• [Activity] Note every line in the entries that contains the string "usize", and copy it.

• [Provided entries]
※

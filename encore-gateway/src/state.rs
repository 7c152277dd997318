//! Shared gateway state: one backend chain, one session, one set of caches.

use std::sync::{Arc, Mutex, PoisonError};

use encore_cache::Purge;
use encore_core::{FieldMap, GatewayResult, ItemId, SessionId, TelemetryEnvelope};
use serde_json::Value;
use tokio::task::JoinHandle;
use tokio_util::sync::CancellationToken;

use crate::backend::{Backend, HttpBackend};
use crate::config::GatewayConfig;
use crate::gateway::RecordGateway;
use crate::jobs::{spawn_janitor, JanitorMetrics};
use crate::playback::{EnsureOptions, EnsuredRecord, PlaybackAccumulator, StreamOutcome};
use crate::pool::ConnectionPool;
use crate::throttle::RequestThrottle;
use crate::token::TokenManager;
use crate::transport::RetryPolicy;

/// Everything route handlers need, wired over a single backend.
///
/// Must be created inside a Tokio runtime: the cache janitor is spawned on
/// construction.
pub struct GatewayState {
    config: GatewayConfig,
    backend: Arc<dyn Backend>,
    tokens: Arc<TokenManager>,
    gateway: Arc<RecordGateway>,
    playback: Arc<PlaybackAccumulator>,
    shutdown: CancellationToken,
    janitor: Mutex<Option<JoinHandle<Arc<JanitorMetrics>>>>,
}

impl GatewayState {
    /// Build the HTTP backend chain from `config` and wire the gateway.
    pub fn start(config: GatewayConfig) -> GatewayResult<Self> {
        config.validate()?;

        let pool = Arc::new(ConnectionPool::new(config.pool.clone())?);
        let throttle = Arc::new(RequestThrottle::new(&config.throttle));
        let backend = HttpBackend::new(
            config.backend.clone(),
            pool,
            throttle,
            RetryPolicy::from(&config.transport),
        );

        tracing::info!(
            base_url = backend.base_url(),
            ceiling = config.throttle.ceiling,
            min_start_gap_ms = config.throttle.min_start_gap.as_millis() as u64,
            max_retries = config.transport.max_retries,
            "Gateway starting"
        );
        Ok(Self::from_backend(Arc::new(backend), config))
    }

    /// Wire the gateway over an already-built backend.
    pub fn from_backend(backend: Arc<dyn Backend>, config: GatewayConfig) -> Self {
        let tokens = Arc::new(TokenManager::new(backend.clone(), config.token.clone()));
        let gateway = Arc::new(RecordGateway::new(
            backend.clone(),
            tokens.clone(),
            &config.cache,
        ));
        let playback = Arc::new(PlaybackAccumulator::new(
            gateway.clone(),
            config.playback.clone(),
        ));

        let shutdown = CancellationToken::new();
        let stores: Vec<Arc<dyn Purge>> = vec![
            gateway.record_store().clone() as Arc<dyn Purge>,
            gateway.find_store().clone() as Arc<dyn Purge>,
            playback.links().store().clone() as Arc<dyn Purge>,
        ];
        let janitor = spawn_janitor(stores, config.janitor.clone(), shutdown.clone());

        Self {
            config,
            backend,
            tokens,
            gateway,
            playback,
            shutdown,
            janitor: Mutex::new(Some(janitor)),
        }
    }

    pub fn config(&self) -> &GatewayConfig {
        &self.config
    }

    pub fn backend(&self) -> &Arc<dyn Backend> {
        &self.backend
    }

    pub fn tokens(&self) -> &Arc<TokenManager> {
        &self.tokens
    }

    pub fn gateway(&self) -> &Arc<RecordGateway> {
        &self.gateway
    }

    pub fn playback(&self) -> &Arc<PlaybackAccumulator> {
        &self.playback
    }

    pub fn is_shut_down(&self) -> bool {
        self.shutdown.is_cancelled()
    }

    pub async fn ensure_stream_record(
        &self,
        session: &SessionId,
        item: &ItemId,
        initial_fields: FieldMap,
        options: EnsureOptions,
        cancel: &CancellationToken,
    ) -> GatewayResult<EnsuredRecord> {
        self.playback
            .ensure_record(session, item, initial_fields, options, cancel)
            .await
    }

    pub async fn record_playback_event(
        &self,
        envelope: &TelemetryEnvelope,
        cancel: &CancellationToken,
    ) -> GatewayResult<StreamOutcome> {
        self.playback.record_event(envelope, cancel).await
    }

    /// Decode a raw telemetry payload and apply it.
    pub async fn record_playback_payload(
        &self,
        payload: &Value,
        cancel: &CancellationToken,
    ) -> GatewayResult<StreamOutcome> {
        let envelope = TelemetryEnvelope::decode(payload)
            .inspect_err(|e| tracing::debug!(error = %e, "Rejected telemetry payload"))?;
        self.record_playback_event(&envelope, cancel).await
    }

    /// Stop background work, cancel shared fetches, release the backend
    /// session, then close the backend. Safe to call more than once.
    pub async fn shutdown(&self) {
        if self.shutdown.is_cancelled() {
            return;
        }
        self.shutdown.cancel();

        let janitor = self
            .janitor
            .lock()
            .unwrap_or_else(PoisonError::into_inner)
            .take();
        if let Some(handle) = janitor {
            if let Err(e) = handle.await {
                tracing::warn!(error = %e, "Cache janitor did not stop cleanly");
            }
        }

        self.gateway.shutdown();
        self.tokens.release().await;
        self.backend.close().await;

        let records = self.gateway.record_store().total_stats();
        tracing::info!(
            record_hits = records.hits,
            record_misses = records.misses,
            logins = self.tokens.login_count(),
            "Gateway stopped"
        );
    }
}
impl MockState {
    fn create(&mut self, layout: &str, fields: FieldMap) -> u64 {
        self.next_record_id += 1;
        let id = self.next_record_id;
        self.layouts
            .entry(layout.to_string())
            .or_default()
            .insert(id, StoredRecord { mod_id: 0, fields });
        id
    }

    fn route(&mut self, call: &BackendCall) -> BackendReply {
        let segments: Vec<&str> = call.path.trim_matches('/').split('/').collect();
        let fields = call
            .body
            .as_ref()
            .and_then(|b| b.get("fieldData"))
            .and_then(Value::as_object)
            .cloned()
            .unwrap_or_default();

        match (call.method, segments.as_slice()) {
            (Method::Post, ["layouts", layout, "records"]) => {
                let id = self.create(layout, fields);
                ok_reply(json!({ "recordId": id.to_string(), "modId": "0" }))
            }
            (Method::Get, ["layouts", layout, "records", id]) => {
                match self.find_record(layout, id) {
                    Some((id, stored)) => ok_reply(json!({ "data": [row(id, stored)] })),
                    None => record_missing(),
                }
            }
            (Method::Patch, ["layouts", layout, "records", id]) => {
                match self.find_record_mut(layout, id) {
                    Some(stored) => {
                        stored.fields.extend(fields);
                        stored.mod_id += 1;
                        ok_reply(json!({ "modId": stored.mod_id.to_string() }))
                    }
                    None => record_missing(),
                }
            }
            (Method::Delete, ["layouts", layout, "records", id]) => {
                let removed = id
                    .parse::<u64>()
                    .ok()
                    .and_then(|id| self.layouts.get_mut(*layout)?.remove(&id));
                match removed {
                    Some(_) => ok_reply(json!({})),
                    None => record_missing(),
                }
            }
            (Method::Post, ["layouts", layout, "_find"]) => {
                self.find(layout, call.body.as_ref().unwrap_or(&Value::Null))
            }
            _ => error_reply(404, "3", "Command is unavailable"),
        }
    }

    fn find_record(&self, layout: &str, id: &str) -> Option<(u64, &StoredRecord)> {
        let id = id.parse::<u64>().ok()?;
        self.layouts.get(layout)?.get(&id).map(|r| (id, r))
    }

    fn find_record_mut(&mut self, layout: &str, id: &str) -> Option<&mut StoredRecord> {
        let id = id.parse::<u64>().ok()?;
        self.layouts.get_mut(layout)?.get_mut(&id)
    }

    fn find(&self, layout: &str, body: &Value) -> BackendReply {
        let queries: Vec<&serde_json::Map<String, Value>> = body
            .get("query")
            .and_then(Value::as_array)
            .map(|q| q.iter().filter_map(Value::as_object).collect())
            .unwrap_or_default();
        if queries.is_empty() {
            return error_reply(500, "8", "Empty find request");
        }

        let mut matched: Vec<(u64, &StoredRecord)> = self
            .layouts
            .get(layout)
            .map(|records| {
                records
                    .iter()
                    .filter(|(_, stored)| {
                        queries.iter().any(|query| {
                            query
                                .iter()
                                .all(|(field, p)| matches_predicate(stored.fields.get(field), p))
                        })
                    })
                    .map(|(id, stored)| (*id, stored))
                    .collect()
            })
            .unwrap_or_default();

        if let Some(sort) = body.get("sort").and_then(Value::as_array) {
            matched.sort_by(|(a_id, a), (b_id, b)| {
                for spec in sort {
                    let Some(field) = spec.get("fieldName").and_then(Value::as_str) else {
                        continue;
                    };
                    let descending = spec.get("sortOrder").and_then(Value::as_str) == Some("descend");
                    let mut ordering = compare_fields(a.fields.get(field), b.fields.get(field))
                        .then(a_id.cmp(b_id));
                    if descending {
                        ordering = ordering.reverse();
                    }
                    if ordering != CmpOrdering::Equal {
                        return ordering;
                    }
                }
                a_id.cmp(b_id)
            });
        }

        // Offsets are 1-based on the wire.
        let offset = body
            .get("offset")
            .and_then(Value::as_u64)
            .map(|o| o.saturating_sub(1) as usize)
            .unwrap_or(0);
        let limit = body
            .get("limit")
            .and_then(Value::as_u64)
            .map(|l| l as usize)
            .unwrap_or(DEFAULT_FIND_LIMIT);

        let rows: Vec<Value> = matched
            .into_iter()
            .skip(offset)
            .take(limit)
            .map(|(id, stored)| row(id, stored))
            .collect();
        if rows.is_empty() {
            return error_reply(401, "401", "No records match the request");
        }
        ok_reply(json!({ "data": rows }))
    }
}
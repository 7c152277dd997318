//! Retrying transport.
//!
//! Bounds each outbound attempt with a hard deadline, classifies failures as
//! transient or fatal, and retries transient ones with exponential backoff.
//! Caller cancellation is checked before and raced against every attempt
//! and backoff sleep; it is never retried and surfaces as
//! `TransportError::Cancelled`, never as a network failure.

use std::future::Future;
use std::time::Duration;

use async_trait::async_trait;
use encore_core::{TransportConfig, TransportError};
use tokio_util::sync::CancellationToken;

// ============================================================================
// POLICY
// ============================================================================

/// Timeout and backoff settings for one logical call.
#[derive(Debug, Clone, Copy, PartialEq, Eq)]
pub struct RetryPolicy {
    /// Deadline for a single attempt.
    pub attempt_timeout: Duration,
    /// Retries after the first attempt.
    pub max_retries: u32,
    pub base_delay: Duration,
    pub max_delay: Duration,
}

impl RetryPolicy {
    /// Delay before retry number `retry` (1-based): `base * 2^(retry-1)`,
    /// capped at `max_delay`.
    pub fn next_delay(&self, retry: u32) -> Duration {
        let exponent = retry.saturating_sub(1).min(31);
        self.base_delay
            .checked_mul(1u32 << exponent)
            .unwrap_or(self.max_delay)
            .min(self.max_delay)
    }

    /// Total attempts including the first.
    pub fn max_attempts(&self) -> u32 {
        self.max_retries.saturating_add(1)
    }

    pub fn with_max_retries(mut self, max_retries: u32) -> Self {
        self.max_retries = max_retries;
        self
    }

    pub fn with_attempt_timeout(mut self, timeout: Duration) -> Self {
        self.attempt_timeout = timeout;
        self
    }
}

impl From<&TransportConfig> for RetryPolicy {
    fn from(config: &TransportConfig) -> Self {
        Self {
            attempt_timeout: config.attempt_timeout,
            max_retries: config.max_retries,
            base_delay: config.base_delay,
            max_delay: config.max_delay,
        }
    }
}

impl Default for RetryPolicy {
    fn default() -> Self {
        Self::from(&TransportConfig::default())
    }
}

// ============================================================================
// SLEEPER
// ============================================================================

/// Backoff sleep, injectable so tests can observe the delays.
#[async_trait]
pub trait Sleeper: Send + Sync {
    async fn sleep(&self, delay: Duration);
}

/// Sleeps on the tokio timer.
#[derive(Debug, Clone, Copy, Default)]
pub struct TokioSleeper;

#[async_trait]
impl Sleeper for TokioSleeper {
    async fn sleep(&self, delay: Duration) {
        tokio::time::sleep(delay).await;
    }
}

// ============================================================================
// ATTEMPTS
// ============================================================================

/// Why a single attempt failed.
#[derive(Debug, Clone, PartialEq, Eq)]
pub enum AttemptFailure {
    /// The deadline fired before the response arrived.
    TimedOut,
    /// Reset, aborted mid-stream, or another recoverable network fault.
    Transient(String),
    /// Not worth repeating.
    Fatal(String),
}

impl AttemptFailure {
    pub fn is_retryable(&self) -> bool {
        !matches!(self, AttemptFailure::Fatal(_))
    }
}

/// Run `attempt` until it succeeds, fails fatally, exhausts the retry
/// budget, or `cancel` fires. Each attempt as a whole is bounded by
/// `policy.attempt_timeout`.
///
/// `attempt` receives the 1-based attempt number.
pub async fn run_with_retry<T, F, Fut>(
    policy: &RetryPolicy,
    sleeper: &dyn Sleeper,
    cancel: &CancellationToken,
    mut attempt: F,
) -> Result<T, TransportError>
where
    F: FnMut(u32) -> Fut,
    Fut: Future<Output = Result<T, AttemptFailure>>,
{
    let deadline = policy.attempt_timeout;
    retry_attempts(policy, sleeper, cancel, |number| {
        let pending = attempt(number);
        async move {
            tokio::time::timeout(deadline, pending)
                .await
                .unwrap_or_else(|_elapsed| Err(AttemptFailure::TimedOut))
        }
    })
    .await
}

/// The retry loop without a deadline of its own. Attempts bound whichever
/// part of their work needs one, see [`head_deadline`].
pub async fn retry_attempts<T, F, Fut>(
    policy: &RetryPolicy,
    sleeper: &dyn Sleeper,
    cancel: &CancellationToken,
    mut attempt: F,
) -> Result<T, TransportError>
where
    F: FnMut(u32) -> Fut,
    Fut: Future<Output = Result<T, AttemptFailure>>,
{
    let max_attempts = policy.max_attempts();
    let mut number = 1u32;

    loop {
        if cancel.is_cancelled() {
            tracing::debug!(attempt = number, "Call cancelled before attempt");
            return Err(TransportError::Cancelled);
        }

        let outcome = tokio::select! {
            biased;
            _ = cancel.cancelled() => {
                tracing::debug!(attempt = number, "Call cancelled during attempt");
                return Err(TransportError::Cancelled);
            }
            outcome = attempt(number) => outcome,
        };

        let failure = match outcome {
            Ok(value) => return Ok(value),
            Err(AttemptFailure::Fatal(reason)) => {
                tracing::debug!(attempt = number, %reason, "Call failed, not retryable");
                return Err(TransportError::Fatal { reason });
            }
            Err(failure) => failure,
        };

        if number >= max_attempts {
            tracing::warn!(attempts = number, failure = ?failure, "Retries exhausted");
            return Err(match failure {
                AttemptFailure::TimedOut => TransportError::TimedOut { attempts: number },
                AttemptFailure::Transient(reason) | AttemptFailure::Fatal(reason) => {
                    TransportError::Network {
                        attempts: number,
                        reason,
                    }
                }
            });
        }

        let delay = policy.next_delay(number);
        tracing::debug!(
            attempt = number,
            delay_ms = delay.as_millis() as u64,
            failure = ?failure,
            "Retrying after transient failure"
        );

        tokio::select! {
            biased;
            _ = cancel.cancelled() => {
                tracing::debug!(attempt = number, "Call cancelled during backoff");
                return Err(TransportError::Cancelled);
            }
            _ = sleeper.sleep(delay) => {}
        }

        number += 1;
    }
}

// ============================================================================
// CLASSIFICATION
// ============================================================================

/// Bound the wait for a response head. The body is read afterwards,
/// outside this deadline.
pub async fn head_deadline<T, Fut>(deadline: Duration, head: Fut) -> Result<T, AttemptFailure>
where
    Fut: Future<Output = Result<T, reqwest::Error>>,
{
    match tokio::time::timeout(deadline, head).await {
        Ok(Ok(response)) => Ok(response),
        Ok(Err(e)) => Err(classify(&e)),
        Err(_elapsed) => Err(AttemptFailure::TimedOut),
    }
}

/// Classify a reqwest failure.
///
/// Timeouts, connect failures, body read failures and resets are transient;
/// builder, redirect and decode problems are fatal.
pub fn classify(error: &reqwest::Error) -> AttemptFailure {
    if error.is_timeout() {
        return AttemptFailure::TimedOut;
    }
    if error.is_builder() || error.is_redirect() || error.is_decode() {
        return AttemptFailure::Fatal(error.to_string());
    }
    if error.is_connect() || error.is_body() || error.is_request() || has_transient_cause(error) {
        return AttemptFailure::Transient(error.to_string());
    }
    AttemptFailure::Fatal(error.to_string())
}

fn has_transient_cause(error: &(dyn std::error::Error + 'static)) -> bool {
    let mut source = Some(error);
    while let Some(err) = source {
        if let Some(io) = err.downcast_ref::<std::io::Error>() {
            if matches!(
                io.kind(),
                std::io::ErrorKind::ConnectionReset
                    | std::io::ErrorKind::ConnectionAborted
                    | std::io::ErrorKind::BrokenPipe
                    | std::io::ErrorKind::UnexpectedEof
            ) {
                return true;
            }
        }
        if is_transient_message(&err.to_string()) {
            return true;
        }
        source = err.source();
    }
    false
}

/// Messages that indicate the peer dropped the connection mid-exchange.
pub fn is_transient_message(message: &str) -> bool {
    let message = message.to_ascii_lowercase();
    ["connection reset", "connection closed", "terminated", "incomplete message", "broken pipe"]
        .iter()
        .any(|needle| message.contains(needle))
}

※

• [Answer to this exercise]
            .map(|o| o.saturating_sub(1) as usize)
            .map(|l| l as usize)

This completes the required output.